PROBLEM TO SOLVE: Transcribe word for word the lines below from the line with "use once_cell::sync::Lazy;" through the line with "static WHITESPACE_RUN: Lazy<Regex>", ends included.

PROVIDED DATA:
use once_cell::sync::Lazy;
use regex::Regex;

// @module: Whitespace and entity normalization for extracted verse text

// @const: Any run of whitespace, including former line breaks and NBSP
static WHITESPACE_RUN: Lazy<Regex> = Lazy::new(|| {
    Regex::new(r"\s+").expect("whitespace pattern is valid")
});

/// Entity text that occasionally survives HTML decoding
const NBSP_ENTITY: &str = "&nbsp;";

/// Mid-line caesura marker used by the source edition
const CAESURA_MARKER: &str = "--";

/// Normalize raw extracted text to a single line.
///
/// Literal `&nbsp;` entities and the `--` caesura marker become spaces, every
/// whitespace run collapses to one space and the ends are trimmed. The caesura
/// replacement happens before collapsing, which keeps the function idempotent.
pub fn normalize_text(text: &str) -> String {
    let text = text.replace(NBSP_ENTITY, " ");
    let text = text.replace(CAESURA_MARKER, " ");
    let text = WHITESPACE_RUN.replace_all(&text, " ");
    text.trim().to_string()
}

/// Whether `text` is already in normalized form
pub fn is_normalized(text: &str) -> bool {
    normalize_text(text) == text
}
* * *
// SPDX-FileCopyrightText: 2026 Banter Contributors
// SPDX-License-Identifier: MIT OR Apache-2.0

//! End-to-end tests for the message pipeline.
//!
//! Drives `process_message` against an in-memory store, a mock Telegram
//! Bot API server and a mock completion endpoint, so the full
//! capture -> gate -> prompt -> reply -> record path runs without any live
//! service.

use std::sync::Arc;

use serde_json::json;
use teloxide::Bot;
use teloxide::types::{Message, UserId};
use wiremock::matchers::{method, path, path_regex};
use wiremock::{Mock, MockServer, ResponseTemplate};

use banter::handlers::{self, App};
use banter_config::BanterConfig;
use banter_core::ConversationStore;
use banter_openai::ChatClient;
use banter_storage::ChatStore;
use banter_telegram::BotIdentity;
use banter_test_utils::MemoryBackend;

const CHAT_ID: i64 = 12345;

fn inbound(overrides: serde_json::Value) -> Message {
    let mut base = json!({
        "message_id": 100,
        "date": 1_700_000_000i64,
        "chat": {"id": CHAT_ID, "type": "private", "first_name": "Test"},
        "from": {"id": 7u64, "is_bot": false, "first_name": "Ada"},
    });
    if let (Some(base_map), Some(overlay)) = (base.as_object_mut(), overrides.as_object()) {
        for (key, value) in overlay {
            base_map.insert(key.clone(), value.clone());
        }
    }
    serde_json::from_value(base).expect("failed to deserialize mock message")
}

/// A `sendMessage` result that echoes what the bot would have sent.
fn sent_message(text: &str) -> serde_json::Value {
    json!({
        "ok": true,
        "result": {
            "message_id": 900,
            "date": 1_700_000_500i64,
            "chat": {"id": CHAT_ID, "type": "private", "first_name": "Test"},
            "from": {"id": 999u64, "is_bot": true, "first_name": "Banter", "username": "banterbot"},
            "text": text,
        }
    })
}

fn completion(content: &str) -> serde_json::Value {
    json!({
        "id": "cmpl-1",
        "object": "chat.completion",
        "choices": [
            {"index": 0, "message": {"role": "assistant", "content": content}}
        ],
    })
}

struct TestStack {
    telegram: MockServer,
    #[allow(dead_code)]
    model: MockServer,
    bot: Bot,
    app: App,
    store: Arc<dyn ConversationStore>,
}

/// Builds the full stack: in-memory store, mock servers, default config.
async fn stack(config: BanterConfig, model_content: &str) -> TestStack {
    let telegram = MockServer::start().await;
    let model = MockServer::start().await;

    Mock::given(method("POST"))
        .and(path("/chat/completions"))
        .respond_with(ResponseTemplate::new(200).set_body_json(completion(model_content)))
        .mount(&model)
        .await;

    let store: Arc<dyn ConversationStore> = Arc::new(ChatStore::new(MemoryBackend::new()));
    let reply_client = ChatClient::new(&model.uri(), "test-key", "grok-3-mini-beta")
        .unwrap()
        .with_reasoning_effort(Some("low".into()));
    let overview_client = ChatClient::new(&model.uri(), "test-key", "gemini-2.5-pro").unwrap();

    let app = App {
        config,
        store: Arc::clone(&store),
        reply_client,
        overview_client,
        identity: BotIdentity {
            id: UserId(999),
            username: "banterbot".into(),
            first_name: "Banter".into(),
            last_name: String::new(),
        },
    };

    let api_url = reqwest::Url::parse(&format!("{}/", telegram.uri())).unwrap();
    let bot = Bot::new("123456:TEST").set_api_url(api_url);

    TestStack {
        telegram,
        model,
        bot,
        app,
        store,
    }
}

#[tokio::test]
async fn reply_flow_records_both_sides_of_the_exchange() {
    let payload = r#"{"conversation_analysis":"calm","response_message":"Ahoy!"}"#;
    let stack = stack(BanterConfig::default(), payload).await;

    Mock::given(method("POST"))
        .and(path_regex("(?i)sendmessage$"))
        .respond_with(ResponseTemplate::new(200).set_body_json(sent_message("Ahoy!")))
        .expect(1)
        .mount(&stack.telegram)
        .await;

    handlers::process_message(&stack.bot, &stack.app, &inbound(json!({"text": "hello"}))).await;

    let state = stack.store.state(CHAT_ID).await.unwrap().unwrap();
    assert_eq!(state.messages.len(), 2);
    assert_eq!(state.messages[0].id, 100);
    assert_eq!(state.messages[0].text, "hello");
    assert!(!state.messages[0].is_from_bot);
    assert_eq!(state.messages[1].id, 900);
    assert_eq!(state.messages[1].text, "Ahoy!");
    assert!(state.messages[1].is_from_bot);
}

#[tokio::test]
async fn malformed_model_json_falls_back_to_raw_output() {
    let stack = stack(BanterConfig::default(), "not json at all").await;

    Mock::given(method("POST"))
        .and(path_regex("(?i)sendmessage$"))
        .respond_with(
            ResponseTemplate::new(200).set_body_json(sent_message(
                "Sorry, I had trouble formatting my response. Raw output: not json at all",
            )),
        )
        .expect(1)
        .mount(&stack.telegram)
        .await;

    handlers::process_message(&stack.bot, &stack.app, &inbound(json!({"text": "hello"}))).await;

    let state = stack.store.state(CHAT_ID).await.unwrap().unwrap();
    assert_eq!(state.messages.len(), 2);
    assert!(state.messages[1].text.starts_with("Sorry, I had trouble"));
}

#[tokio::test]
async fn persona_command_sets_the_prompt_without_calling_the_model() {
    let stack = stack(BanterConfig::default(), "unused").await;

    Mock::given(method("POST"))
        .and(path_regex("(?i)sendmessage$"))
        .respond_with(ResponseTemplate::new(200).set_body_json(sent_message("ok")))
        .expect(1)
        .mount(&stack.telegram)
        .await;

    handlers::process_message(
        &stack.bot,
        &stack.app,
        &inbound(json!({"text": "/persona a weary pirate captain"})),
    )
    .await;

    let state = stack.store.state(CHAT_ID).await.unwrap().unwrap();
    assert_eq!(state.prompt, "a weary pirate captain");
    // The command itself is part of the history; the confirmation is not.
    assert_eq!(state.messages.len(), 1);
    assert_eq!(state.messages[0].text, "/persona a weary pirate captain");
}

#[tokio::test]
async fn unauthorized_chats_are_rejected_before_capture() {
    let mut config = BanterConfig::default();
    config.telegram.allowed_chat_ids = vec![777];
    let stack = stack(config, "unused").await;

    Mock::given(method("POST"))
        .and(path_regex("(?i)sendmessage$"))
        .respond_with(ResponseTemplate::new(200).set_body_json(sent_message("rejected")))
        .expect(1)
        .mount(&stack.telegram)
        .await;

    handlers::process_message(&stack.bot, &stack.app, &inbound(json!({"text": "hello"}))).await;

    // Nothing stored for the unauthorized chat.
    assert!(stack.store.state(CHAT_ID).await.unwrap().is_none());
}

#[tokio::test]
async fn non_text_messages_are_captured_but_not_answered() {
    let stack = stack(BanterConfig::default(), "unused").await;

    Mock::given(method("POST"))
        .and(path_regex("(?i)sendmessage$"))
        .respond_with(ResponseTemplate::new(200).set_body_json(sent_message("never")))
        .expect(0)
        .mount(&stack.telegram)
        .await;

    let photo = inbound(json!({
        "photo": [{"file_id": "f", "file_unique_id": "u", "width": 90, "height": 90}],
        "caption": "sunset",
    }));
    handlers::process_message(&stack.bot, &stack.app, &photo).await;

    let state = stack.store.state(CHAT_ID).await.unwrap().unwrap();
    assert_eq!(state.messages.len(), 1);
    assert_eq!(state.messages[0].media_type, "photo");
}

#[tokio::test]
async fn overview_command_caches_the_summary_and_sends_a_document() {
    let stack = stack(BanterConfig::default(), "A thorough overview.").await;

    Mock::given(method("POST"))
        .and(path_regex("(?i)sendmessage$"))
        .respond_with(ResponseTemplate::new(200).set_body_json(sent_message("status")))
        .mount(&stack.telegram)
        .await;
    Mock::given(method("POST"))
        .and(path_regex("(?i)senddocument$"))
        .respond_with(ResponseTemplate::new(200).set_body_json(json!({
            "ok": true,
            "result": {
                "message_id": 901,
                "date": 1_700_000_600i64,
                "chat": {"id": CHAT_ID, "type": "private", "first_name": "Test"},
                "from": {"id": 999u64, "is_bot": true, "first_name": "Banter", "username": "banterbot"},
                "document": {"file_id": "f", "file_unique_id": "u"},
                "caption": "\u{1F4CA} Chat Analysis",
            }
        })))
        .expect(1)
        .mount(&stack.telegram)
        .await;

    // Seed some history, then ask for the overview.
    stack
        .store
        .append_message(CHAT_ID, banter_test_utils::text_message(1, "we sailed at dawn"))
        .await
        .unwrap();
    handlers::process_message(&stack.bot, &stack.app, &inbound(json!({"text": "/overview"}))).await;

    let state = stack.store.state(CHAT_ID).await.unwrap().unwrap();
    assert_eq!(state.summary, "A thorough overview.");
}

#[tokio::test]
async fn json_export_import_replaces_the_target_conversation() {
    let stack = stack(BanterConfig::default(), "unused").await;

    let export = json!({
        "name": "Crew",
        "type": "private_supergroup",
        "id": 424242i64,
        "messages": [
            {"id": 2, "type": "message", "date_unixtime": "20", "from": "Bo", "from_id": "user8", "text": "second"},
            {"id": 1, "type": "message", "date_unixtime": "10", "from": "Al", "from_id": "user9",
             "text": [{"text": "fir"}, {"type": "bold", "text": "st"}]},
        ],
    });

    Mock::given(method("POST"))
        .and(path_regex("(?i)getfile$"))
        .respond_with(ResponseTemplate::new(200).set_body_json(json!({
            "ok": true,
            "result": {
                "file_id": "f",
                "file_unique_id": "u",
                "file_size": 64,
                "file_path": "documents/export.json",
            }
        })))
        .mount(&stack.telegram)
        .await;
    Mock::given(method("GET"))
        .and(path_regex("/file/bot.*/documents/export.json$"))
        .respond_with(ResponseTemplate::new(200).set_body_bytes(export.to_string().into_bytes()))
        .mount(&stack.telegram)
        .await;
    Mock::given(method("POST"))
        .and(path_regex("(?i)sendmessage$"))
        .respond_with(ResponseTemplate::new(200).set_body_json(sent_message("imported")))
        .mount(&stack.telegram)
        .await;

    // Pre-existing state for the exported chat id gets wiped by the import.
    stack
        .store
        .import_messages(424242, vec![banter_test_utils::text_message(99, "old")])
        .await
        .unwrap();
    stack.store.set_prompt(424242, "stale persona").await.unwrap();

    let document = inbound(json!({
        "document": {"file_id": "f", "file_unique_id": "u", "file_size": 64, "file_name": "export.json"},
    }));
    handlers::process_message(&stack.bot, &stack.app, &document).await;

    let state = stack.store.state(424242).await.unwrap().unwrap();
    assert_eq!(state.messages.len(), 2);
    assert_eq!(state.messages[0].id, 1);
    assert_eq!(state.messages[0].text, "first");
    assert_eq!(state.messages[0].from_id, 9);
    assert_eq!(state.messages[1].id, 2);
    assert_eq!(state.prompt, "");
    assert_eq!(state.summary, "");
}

SOLUTION FOR THIS EXERCISE:
use once_cell::sync::Lazy;
use regex::Regex;

// @module: Whitespace and entity normalization for extracted verse text

// @const: Any run of whitespace, including former line breaks and NBSP
static WHITESPACE_RUN: Lazy<Regex> = Lazy::new(|| {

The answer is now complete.